_What you need to do:_ Find and copy each line of the data that includes "derive".

_Collected data entries:_

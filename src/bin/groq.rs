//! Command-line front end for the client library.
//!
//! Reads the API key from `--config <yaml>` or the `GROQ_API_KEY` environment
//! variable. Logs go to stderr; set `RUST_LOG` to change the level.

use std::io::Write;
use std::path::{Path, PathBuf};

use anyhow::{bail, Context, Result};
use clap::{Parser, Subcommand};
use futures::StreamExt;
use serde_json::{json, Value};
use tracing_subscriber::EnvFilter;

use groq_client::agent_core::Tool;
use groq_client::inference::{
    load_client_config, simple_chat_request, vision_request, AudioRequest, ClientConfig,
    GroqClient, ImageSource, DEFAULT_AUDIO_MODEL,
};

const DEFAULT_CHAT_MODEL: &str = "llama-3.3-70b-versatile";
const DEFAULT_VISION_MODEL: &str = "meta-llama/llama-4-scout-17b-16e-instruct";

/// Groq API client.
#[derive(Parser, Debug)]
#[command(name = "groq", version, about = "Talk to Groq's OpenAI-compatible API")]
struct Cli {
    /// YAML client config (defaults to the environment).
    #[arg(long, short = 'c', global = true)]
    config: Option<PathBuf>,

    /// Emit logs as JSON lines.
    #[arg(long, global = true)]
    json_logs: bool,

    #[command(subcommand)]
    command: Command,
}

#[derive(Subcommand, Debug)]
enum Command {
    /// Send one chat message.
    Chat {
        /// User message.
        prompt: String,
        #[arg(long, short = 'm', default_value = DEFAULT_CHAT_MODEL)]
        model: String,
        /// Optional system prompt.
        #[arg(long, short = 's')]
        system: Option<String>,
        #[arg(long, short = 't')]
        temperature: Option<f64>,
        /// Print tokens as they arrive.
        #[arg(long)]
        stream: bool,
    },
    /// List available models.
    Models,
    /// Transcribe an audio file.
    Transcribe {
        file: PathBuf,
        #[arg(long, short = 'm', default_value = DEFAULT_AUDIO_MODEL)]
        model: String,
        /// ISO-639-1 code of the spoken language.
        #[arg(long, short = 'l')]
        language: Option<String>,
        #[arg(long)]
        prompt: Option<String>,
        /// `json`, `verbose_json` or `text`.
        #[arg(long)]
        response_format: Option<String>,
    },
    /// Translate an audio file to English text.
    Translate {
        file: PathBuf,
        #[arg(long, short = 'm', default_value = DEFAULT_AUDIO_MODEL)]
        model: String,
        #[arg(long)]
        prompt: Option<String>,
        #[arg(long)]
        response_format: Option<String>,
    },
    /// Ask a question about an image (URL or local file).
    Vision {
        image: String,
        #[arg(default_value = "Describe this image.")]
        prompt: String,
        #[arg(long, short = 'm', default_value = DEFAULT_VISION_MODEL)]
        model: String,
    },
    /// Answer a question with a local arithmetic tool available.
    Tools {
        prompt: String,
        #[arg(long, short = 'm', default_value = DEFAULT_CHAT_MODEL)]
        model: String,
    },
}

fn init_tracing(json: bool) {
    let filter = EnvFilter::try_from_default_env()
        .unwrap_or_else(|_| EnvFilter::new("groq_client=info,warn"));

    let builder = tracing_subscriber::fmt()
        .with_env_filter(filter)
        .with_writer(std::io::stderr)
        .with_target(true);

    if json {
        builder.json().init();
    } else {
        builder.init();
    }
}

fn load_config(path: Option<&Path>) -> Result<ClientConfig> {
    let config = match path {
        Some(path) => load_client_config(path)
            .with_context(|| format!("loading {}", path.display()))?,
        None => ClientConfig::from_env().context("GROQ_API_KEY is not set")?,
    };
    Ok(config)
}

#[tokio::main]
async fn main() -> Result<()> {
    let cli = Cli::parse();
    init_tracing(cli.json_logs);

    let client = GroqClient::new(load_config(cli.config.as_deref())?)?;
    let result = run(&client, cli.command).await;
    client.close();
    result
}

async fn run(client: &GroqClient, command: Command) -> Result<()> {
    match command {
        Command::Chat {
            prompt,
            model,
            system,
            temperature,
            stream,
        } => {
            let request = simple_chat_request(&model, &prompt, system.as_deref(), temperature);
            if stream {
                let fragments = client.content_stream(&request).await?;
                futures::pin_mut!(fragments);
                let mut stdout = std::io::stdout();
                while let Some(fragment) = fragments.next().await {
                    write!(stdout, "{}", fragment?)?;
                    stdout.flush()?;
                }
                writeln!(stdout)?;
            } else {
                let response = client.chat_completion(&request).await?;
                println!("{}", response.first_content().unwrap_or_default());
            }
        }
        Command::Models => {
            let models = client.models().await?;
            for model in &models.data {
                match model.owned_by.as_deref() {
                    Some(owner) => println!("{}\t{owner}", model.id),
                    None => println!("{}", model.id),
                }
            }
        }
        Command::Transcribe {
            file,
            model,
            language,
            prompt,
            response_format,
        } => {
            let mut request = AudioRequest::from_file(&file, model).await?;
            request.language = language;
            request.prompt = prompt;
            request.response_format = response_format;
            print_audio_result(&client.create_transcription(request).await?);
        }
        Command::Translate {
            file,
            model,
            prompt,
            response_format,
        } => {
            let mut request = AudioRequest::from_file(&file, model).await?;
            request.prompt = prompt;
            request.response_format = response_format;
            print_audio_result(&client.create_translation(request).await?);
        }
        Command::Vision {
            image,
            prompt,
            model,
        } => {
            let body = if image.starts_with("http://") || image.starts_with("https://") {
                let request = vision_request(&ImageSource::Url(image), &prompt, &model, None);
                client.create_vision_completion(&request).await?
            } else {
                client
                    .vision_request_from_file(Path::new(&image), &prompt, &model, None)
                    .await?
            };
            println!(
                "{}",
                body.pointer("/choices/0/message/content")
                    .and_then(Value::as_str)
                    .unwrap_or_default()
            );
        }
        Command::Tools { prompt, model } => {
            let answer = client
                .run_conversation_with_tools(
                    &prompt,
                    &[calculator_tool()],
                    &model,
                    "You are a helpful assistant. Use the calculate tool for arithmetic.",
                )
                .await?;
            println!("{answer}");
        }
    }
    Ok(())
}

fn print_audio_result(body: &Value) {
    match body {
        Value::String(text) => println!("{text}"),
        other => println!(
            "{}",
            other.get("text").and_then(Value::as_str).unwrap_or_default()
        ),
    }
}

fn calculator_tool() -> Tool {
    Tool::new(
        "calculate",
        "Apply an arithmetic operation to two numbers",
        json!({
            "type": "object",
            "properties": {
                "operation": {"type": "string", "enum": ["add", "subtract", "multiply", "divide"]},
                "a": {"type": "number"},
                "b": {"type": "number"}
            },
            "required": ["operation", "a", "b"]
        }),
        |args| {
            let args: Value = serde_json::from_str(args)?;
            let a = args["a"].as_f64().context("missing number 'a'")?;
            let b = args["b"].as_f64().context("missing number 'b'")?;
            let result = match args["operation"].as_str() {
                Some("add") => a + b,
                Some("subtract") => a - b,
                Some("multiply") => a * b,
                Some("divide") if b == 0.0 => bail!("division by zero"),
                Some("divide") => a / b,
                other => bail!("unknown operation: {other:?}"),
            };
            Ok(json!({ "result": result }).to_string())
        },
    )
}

_Answer for the task:_
#[derive(Parser, Debug)]
#[derive(Subcommand, Debug)]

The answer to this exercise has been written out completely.